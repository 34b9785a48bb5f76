// Peer-to-peer wire protocol: framing, the outbound client, and the
// inbound server.

pub mod client;
pub mod protocol;
pub mod server;

pub use client::PeerClient;
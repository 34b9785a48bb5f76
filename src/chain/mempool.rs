// FIFO mempool of unconfirmed transactions.

use crate::primitives::transaction::Transaction;
use std::collections::HashMap;

pub struct MempoolEntry {
    pub tx: Transaction,
    pub time_added: u64,
}

/// Insertion-ordered map from tx_hash to transaction. Order is tracked with
/// an explicit `Vec<[u8; 32]>` alongside the hash map since `std::collections`
/// has no ordered map.
#[derive(Default)]
pub struct Mempool {
    order: Vec<[u8; 32]>,
    entries: HashMap<[u8; 32], MempoolEntry>,
}

impl Mempool {
    pub fn new() -> Self {
        Mempool { order: Vec::new(), entries: HashMap::new() }
    }

    pub fn len(&self) -> usize {
        self.order.len()
    }

    pub fn is_empty(&self) -> bool {
        self.order.is_empty()
    }

    pub fn contains(&self, hash: &[u8; 32]) -> bool {
        self.entries.contains_key(hash)
    }

    pub fn get(&self, hash: &[u8; 32]) -> Option<&Transaction> {
        self.entries.get(hash).map(|e| &e.tx)
    }

    /// Inserts at the tail if not already present. Returns true if inserted.
    pub fn insert(&mut self, tx: Transaction, time_added: u64) -> bool {
        let hash = tx.hash();
        if self.entries.contains_key(&hash) {
            return false;
        }
        self.order.push(hash);
        self.entries.insert(hash, MempoolEntry { tx, time_added });
        true
    }

    /// Re-inserts at the tail, used to push rejected-during-mining txs back.
    pub fn push_back(&mut self, tx: Transaction, time_added: u64) {
        let hash = tx.hash();
        if self.entries.contains_key(&hash) {
            return;
        }
        self.order.push(hash);
        self.entries.insert(hash, MempoolEntry { tx, time_added });
    }

    /// Pops the oldest entry, preserving FIFO order.
    pub fn pop_front(&mut self) -> Option<Transaction> {
        if self.order.is_empty() {
            return None;
        }
        let hash = self.order.remove(0);
        self.entries.remove(&hash).map(|e| e.tx)
    }

    pub fn remove(&mut self, hash: &[u8; 32]) -> bool {
        if self.entries.remove(hash).is_some() {
            self.order.retain(|h| h != hash);
            true
        } else {
            false
        }
    }

    /// Removes every entry with `time_added < cutoff`.
    pub fn clean(&mut self, cutoff: u64) {
        let stale: Vec<[u8; 32]> = self
            .entries
            .iter()
            .filter(|(_, e)| e.time_added < cutoff)
            .map(|(h, _)| *h)
            .collect();
        for h in stale {
            self.remove(&h);
        }
    }

    pub fn iter(&self) -> impl Iterator<Item = &Transaction> {
        self.order.iter().filter_map(move |h| self.entries.get(h)).map(|e| &e.tx)
    }
}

**WHAT YOU ARE ASKED TO DO**
From the entries, count the lines that hold the string "stale". Nothing but the number is needed.

**RESPONSE**
2